[[ Exercise data open ]]
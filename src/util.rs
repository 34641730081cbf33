pub trait FirstNul {
    fn first_nul_idx(&self) -> Option<usize>;
}

impl FirstNul for [u8] {
    fn first_nul_idx(&self) -> Option<usize> {
        self.iter().position(|b| *b == 0)
    }
}
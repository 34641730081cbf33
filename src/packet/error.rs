use std::fmt;
use std::mem::size_of;

use super::MalformedPacket;
use crate::bytes::{Bytes, FromBytes, IntoBytes};

/// `ErrorCode` represents the error conditions that can be reached during
/// a regular TFTP operation.
#[derive(Copy, Clone, Debug, Eq, PartialEq)]
pub enum ErrorCode {
    /// Not defined, see error message (if any).
    NotDefined,

    /// File not found.
    FileNotFound,

    /// Access violation.
    AccessViolation,

    /// Disk full or allocation exceeded.
    DiskFull,

    /// Illegal TFTP operation.
    IllegalOperation,

    /// Unknown transfer ID.
    UnknownTid,

    /// File already exists.
    FileAlreadyExists,

    /// No such user.
    NoSuchUser,

    /// A code outside the standard set, kept as received.
    Other(u16),
}

impl ErrorCode {
    /// Every 16-bit value is a valid code on the wire.
    pub fn from_u16(val: u16) -> Self {
        match val {
            0 => ErrorCode::NotDefined,
            1 => ErrorCode::FileNotFound,
            2 => ErrorCode::AccessViolation,
            3 => ErrorCode::DiskFull,
            4 => ErrorCode::IllegalOperation,
            5 => ErrorCode::UnknownTid,
            6 => ErrorCode::FileAlreadyExists,
            7 => ErrorCode::NoSuchUser,
            other => ErrorCode::Other(other),
        }
    }

    /// The default human readable message for this code.
    pub fn as_str(self) -> &'static str {
        match self {
            ErrorCode::NotDefined => "Not defined",
            ErrorCode::FileNotFound => "File not found",
            ErrorCode::AccessViolation => "Access violation",
            ErrorCode::DiskFull => "Disk full or allocation exceeded",
            ErrorCode::IllegalOperation => "Illegal TFTP operation",
            ErrorCode::UnknownTid => "Unknown transfer ID",
            ErrorCode::FileAlreadyExists => "File already exists",
            ErrorCode::NoSuchUser => "No such user",
            ErrorCode::Other(_) => "Unknown error",
        }
    }
}

impl From<ErrorCode> for u16 {
    fn from(code: ErrorCode) -> u16 {
        match code {
            ErrorCode::NotDefined => 0,
            ErrorCode::FileNotFound => 1,
            ErrorCode::AccessViolation => 2,
            ErrorCode::DiskFull => 3,
            ErrorCode::IllegalOperation => 4,
            ErrorCode::UnknownTid => 5,
            ErrorCode::FileAlreadyExists => 6,
            ErrorCode::NoSuchUser => 7,
            ErrorCode::Other(code) => code,
        }
    }
}

impl fmt::Display for ErrorCode {
    fn fmt(&self, f: &mut fmt::Formatter<'_>) -> fmt::Result {
        write!(f, "{} ({})", self.as_str(), u16::from(*self))
    }
}

/// An `Error` packet is a courtesy packet that is sent prior to terminating
/// the TFTP connection due to an unrecoverable error. It is never
/// acknowledged or retransmitted.
#[derive(Clone, Debug, Eq, PartialEq)]
pub struct Error {
    /// An integer code that describes the error.
    pub code: ErrorCode,

    /// A human readable description of the error.
    pub message: String,
}

impl FromBytes for Error {
    type Error = MalformedPacket;

    fn from_bytes<T: AsRef<[u8]>>(bytes: T) -> Result<Self, MalformedPacket> {
        let bytes = bytes.as_ref();

        let split_at = size_of::<u16>();
        if bytes.len() < split_at {
            return Err(MalformedPacket::Truncated { len: bytes.len() });
        }

        let (code, message) = bytes.split_at(split_at);
        let code = ErrorCode::from_u16(Bytes::<u16>::from_bytes(code)?.into_inner());
        let message = Bytes::<String>::from_bytes(message)?.into_inner();

        Ok(Self { code, message })
    }
}

impl IntoBytes for Error {
    fn into_bytes(self) -> Vec<u8> {
        let mut bytes = Bytes::new(u16::from(self.code)).into_bytes();
        bytes.append(&mut Bytes::new(self.message).into_bytes());
        bytes
    }
}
[[ Exercise data closed ]]
- _Work item_
Give back the data exactly.

- _Written response_
filename src/util.rs
repository 34641730081cbf33
pub trait FirstNul {
    fn first_nul_idx(&self) -> Option<usize>;
}

impl FirstNul for [u8] {
    fn first_nul_idx(&self) -> Option<usize> {
        self.iter().position(|b| *b == 0)
    }
}
repository 34641730081cbf33
filename src/packet/error.rs
use std::fmt;
use std::mem::size_of;

use super::MalformedPacket;
use crate::bytes::{Bytes, FromBytes, IntoBytes};

/// `ErrorCode` represents the error conditions that can be reached during
/// a regular TFTP operation.
#[derive(Copy, Clone, Debug, Eq, PartialEq)]
pub enum ErrorCode {
    /// Not defined, see error message (if any).
    NotDefined,

    /// File not found.
    FileNotFound,

    /// Access violation.
    AccessViolation,

    /// Disk full or allocation exceeded.
    DiskFull,

    /// Illegal TFTP operation.
    IllegalOperation,

    /// Unknown transfer ID.
    UnknownTid,

    /// File already exists.
    FileAlreadyExists,

    /// No such user.
    NoSuchUser,

    /// A code outside the standard set, kept as received.
    Other(u16),
}

impl ErrorCode {
    /// Every 16-bit value is a valid code on the wire.
    pub fn from_u16(val: u16) -> Self {
        match val {
            0 => ErrorCode::NotDefined,
            1 => ErrorCode::FileNotFound,
            2 => ErrorCode::AccessViolation,
            3 => ErrorCode::DiskFull,
            4 => ErrorCode::IllegalOperation,
            5 => ErrorCode::UnknownTid,
            6 => ErrorCode::FileAlreadyExists,
            7 => ErrorCode::NoSuchUser,
            other => ErrorCode::Other(other),
        }
    }

    /// The default human readable message for this code.
    pub fn as_str(self) -> &'static str {
        match self {
            ErrorCode::NotDefined => "Not defined",
            ErrorCode::FileNotFound => "File not found",
            ErrorCode::AccessViolation => "Access violation",
            ErrorCode::DiskFull => "Disk full or allocation exceeded",
            ErrorCode::IllegalOperation => "Illegal TFTP operation",
            ErrorCode::UnknownTid => "Unknown transfer ID",
            ErrorCode::FileAlreadyExists => "File already exists",
            ErrorCode::NoSuchUser => "No such user",
            ErrorCode::Other(_) => "Unknown error",
        }
    }
}

impl From<ErrorCode> for u16 {
    fn from(code: ErrorCode) -> u16 {
        match code {
            ErrorCode::NotDefined => 0,
            ErrorCode::FileNotFound => 1,
            ErrorCode::AccessViolation => 2,
            ErrorCode::DiskFull => 3,
            ErrorCode::IllegalOperation => 4,
            ErrorCode::UnknownTid => 5,
            ErrorCode::FileAlreadyExists => 6,
            ErrorCode::NoSuchUser => 7,
            ErrorCode::Other(code) => code,
        }
    }
}

impl fmt::Display for ErrorCode {
    fn fmt(&self, f: &mut fmt::Formatter<'_>) -> fmt::Result {
        write!(f, "{} ({})", self.as_str(), u16::from(*self))
    }
}

/// An `Error` packet is a courtesy packet that is sent prior to terminating
/// the TFTP connection due to an unrecoverable error. It is never
/// acknowledged or retransmitted.
#[derive(Clone, Debug, Eq, PartialEq)]
pub struct Error {
    /// An integer code that describes the error.
    pub code: ErrorCode,

    /// A human readable description of the error.
    pub message: String,
}

impl FromBytes for Error {
    type Error = MalformedPacket;

    fn from_bytes<T: AsRef<[u8]>>(bytes: T) -> Result<Self, MalformedPacket> {
        let bytes = bytes.as_ref();

        let split_at = size_of::<u16>();
        if bytes.len() < split_at {
            return Err(MalformedPacket::Truncated { len: bytes.len() });
        }

        let (code, message) = bytes.split_at(split_at);
        let code = ErrorCode::from_u16(Bytes::<u16>::from_bytes(code)?.into_inner());
        let message = Bytes::<String>::from_bytes(message)?.into_inner();

        Ok(Self { code, message })
    }
}

impl IntoBytes for Error {
    fn into_bytes(self) -> Vec<u8> {
        let mut bytes = Bytes::new(u16::from(self.code)).into_bytes();
        bytes.append(&mut Bytes::new(self.message).into_bytes());
        bytes
    }
}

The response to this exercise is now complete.